Directions:
Reproduce, without any change, the span of lines from the opening of the records below to the line containing "that builds a", inclusive.

Supplied information:
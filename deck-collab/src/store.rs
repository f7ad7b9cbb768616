//! Aggregate store: this client's copy of the presentation.
//!
//! Holds the current [`Presentation`] snapshot behind an `Arc` together with
//! the client-local [`Selection`]. Every change goes through a pure updater
//! that builds a new [`StoreView`]; the previous snapshot is never touched,
//! so a renderer holding an older `Arc` keeps a consistent graph.
//!
//! ```text
//!  Mutator ──┐                       ┌── view() / snapshot()  (render)
//!            ├─► update(pure fn) ─► commit ─► watch::Sender<u64>
//!  Reconciler┘        │                       (version bump → re-render)
//!                     └─ repair selection (no dangling ids)
//! ```
//!
//! A commit whose result equals the current view is a no-op: the version is
//! not bumped and watchers are not woken. Re-applying an event that is
//! already reflected locally therefore changes nothing.

use std::sync::{Arc, PoisonError, RwLock, RwLockReadGuard, RwLockWriteGuard};

use deck_core::{Presentation, Role, Slide, User};
use tokio::sync::watch;

use crate::channel::ConnectionState;

/// Client-local selection. Never synchronized.
#[derive(Debug, Clone, Default, PartialEq, Eq)]
pub struct Selection {
    pub current_slide_id: Option<String>,
    pub current_user_id: Option<String>,
    pub active_block_id: Option<String>,
}

/// Snapshot plus selection, as seen at one instant.
#[derive(Debug, Clone, Default, PartialEq)]
pub struct StoreView {
    pub presentation: Option<Arc<Presentation>>,
    pub selection: Selection,
    /// Nickname this client joined with; used to find the local user.
    pub nickname: String,
}

impl StoreView {
    pub fn current_slide(&self) -> Option<&Slide> {
        let presentation = self.presentation.as_deref()?;
        presentation.slide(self.selection.current_slide_id.as_deref()?)
    }

    pub fn current_user(&self) -> Option<&User> {
        let presentation = self.presentation.as_deref()?;
        presentation.user(self.selection.current_user_id.as_deref()?)
    }

    pub fn current_role(&self) -> Option<Role> {
        self.current_user().map(|u| u.role)
    }

    /// Copy of this view with `presentation` swapped in.
    pub fn with_presentation(&self, presentation: Presentation) -> StoreView {
        StoreView {
            presentation: Some(Arc::new(presentation)),
            ..self.clone()
        }
    }

    /// Drop ids that no longer resolve.
    ///
    /// A missing current slide falls back to the first slide; a missing
    /// current user is re-derived from the nickname; a missing active block
    /// is cleared.
    fn repair_selection(&mut self) {
        let Some(presentation) = self.presentation.as_deref() else {
            self.selection.current_slide_id = None;
            self.selection.active_block_id = None;
            return;
        };

        if let Some(id) = self.selection.current_slide_id.as_deref() {
            if !presentation.has_slide(id) {
                self.selection.current_slide_id =
                    presentation.first_slide_id().map(str::to_owned);
            }
        }

        let user_known = self
            .selection
            .current_user_id
            .as_deref()
            .is_some_and(|id| presentation.user(id).is_some());
        if !user_known {
            self.selection.current_user_id = presentation
                .user_by_nickname(&self.nickname)
                .map(|u| u.id.clone());
        }

        let block_known = match (
            self.selection.current_slide_id.as_deref(),
            self.selection.active_block_id.as_deref(),
        ) {
            (Some(slide_id), Some(block_id)) => presentation.block(slide_id, block_id).is_some(),
            (_, None) => true,
            (None, Some(_)) => false,
        };
        if !block_known {
            self.selection.active_block_id = None;
        }
    }
}

struct StoreState {
    view: StoreView,
    connection: ConnectionState,
    version: u64,
}

/// Cloneable handle to the shared presentation state.
#[derive(Clone)]
pub struct PresentationStore {
    inner: Arc<RwLock<StoreState>>,
    changes: Arc<watch::Sender<u64>>,
}

impl PresentationStore {
    /// Empty store for a client joining as `nickname`.
    pub fn new(nickname: impl Into<String>) -> Self {
        let (changes, _) = watch::channel(0);
        Self {
            inner: Arc::new(RwLock::new(StoreState {
                view: StoreView {
                    nickname: nickname.into(),
                    ..StoreView::default()
                },
                connection: ConnectionState::Disconnected,
                version: 0,
            })),
            changes: Arc::new(changes),
        }
    }

    fn read(&self) -> RwLockReadGuard<'_, StoreState> {
        self.inner.read().unwrap_or_else(PoisonError::into_inner)
    }

    fn write(&self) -> RwLockWriteGuard<'_, StoreState> {
        self.inner.write().unwrap_or_else(PoisonError::into_inner)
    }

    fn bump(&self, state: &mut StoreState) {
        state.version += 1;
        self.changes.send_replace(state.version);
    }

    /// Current snapshot, if a presentation has been loaded.
    pub fn snapshot(&self) -> Option<Arc<Presentation>> {
        self.read().view.presentation.clone()
    }

    /// Snapshot and selection, read together.
    pub fn view(&self) -> StoreView {
        self.read().view.clone()
    }

    /// Number of effective changes committed so far.
    pub fn version(&self) -> u64 {
        self.read().version
    }

    pub fn nickname(&self) -> String {
        self.read().view.nickname.clone()
    }

    pub fn selection(&self) -> Selection {
        self.read().view.selection.clone()
    }

    pub fn current_slide(&self) -> Option<Slide> {
        self.read().view.current_slide().cloned()
    }

    pub fn current_user(&self) -> Option<User> {
        self.read().view.current_user().cloned()
    }

    /// Role of the local user; `None` until the user is resolved.
    pub fn current_role(&self) -> Option<Role> {
        self.read().view.current_role()
    }

    /// Subscribe to change notifications (the value is the version).
    pub fn watch(&self) -> watch::Receiver<u64> {
        self.changes.subscribe()
    }

    /// Apply a pure transition of snapshot and selection.
    ///
    /// `f` returning `None`, or a view equal to the current one, leaves the
    /// store untouched. Returns whether anything changed.
    pub fn update(&self, f: impl FnOnce(&StoreView) -> Option<StoreView>) -> bool {
        let mut state = self.write();
        match f(&state.view) {
            Some(next) => self.commit(&mut state, next),
            None => false,
        }
    }

    /// Like [`update`](Self::update), for transitions that may be refused.
    pub fn try_update<E>(
        &self,
        f: impl FnOnce(&StoreView) -> Result<StoreView, E>,
    ) -> Result<bool, E> {
        let mut state = self.write();
        let next = f(&state.view)?;
        Ok(self.commit(&mut state, next))
    }

    fn commit(&self, state: &mut StoreState, mut next: StoreView) -> bool {
        next.repair_selection();
        if next == state.view {
            return false;
        }
        state.view = next;
        self.bump(state);
        true
    }

    /// Apply a pure transition of the snapshot only.
    ///
    /// No-op while nothing is loaded.
    pub fn patch(&self, f: impl FnOnce(&Presentation) -> Option<Presentation>) -> bool {
        self.update(|view| {
            let current = view.presentation.as_deref()?;
            let next = f(current)?;
            Some(view.with_presentation(next))
        })
    }

    /// Replace the snapshot wholesale.
    pub fn replace(&self, presentation: Presentation) -> bool {
        self.update(|view| Some(view.with_presentation(presentation)))
    }

    /// Discard the presentation and selection (session ended).
    pub fn clear(&self) -> bool {
        self.update(|view| {
            Some(StoreView {
                nickname: view.nickname.clone(),
                ..StoreView::default()
            })
        })
    }

    /// Make `slide_id` the current slide. Unknown ids are ignored.
    pub fn select_slide(&self, slide_id: &str) -> bool {
        self.update(|view| {
            let presentation = view.presentation.as_deref()?;
            if !presentation.has_slide(slide_id) {
                return None;
            }
            let mut next = view.clone();
            if next.selection.current_slide_id.as_deref() != Some(slide_id) {
                next.selection.active_block_id = None;
            }
            next.selection.current_slide_id = Some(slide_id.to_owned());
            Some(next)
        })
    }

    /// Mark the block being edited on the current slide.
    pub fn set_active_block(&self, block_id: Option<&str>) -> bool {
        self.update(|view| {
            let mut next = view.clone();
            next.selection.active_block_id = block_id.map(str::to_owned);
            Some(next)
        })
    }

    pub fn connection_state(&self) -> ConnectionState {
        self.read().connection
    }

    pub fn set_connection_state(&self, connection: ConnectionState) -> bool {
        let mut state = self.write();
        if state.connection == connection {
            return false;
        }
        state.connection = connection;
        self.bump(&mut state);
        true
    }
}

impl std::fmt::Debug for PresentationStore {
    fn fmt(&self, f: &mut std::fmt::Formatter<'_>) -> std::fmt::Result {
        let state = self.read();
        f.debug_struct("PresentationStore")
            .field("view", &state.view)
            .field("connection", &state.connection)
            .field("version", &state.version)
            .finish()
    }
}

Solution to the exercise:
filename deck-collab/src/store.rs
repository f7ad7b9cbb768616
//! Aggregate store: this client's copy of the presentation.
//!
//! Holds the current [`Presentation`] snapshot behind an `Arc` together with
//! the client-local [`Selection`]. Every change goes through a pure updater
//! that builds a new [`StoreView`]; the previous snapshot is never touched,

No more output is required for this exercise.